BEIJING — More than 1,300 children have been poisoned by a year-old manganese factory in central China, the state media reported today, amid national fears about the prevalence of heavy metal pollution. The exposure of mass lead contamination in Wenping township, Hunan province, is the second case in as many weeks, prompting accusations that the authorities have failed to adequately regulate toxins that build up over time. A local government official told the Xinhua news agency that tests of children living nearby showed that 60% to 70% had unhealthy levels of lead in their blood. The authorities closed the factory last week and detained two executives on suspicion of "causing severe environment pollution".

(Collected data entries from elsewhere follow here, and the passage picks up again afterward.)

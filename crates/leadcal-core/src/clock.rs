//! Wall-clock access
//!
//! The engine asks a [`Clock`] for "today" when deciding whether a live
//! update can be patched, so tests can pin the date.

use chrono::{DateTime, Local, NaiveDate, Utc};

/// Source of the current date and time
pub trait Clock: Send + Sync + std::fmt::Debug {
    /// Current instant
    fn now(&self) -> DateTime<Utc>;

    /// Today's local date
    fn today(&self) -> NaiveDate;
}

/// System clock, local calendar date
#[derive(Debug, Clone, Copy, Default)]
pub struct SystemClock;

impl Clock for SystemClock {
    fn now(&self) -> DateTime<Utc> {
        Utc::now()
    }

    fn today(&self) -> NaiveDate {
        Local::now().date_naive()
    }
}

/// Clock frozen at one instant
#[derive(Debug, Clone, Copy)]
pub struct FixedClock {
    now: DateTime<Utc>,
}

impl FixedClock {
    #[must_use]
    pub fn new(now: DateTime<Utc>) -> Self {
        Self { now }
    }

    /// Clock at midday UTC on `date`
    #[must_use]
    pub fn on(date: NaiveDate) -> Self {
        let noon = date.and_hms_opt(12, 0, 0).unwrap_or_default();
        Self::new(noon.and_utc())
    }
}

impl Clock for FixedClock {
    fn now(&self) -> DateTime<Utc> {
        self.now
    }

    fn today(&self) -> NaiveDate {
        self.now.date_naive()
    }
}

The plant, which is within 500 metres of a primary school, a middle school and a kindergarten, and although the factory had been operating for only a year, 1,354 children were found to have more than 100 mg of lead per litre of blood, the limit considered safe. A gradual build-up of lead in the bloodstream can lead to anaemia, muscle weakness and brain damage. The report of poisoning in Wugang followed a similar incident in Shaanxi province, in north-central China, where state news reports say 851 children living near the nation’s fourth-largest smelter have tested positive for lead poisoning since early August. Pollution is a serious problem across China, where breakneck industrial development has fouled both air and water to sometimes extraordinary degrees. Although the national government has committed to cleanup measures, the World Bank says 59 percent of the water in China’s seven major rivers is unfit to drink, and the government says that the air in about a quarter of cities is unhealthy.

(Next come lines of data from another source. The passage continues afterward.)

//! Slice scheduling for the chunked aggregator

use serde::{Deserialize, Serialize};
use std::time::Duration;

/// Default events per slice
pub const DEFAULT_SLICE_SIZE: usize = 6000;

/// How a pass hands control back to the host between slices
#[derive(Debug, Clone, Copy, Default, PartialEq, Eq, Serialize, Deserialize)]
#[serde(tag = "mode", rename_all = "snake_case")]
pub enum YieldStrategy {
    /// Re-queue behind every other ready task
    #[default]
    Immediate,
    /// Sleep between slices, leaving the host idle time
    Paced { pace_ms: u64 },
}

impl YieldStrategy {
    /// Suspend for one scheduling turn
    pub async fn yield_turn(self) {
        match self {
            Self::Immediate => tokio::task::yield_now().await,
            Self::Paced { pace_ms } => tokio::time::sleep(Duration::from_millis(pace_ms)).await,
        }
    }
}

/// Chunked aggregation tuning
///
/// Larger slices raise total throughput; smaller slices keep the host
/// responsive during large scans.
#[derive(Debug, Clone, Copy, PartialEq, Eq, Serialize, Deserialize)]
#[serde(default)]
pub struct AggregationTuning {
    /// Events processed per scheduling turn
    pub slice_size: usize,
    /// Yield primitive used between slices
    pub yield_strategy: YieldStrategy,
}

impl AggregationTuning {
    #[inline]
    #[must_use]
    pub fn new() -> Self {
        Self::default()
    }

    /// With slice size (at least 1)
    #[inline]
    #[must_use]
    pub fn with_slice_size(mut self, slice_size: usize) -> Self {
        self.slice_size = slice_size.max(1);
        self
    }

    /// With yield strategy
    #[inline]
    #[must_use]
    pub fn with_yield_strategy(mut self, yield_strategy: YieldStrategy) -> Self {
        self.yield_strategy = yield_strategy;
        self
    }

    /// Slice size clamped to at least 1
    #[inline]
    #[must_use]
    pub fn effective_slice_size(&self) -> usize {
        self.slice_size.max(1)
    }
}

impl Default for AggregationTuning {
    fn default() -> Self {
        Self {
            slice_size: DEFAULT_SLICE_SIZE,
            yield_strategy: YieldStrategy::Immediate,
        }
    }
}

WHAT DO THE VEDIC TEACHINGS TELL US?
There is enough of everything by the will of the Lord, and we can make proper use of things to live comfortably without enmity between men, or animal and man or nature. The control of the Lord is everywhere, and if the Lord is pleased, every part of nature will be pleased. The river will flow profusely to fertilize the land; the oceans will supply sufficient quantities of minerals, pearls and jewels; the forest will supply sufficient wood, drugs and vegetables, and the seasonal changes will effectively help produce fruits and flowers in profuse quantity. The artificial way of living depending on factories and tools can render so-called happiness only to a limited number at the cost of millions. Since the energy of the mass of people is engaged in factory production, the natural products are being hampered, and for this the mass is unhappy. Without being educated properly, the mass of people are following in the footsteps of the vested interests by exploiting natural reserves, and therefore there is acute competition between individual and individual and nation and nation. There is no control by the trained agent of the Lord. We must look into the defects of modern civilization by comparison here, and should follow in the footsteps of Mahārāja Yudhisthira to cleanse man and wipe out anachronisms.
Srila A.C. BV Swami Prabhupada:
"The Srimad Bhagavatam - Purport in Canto 1 - Chapter 10 - Verse 5"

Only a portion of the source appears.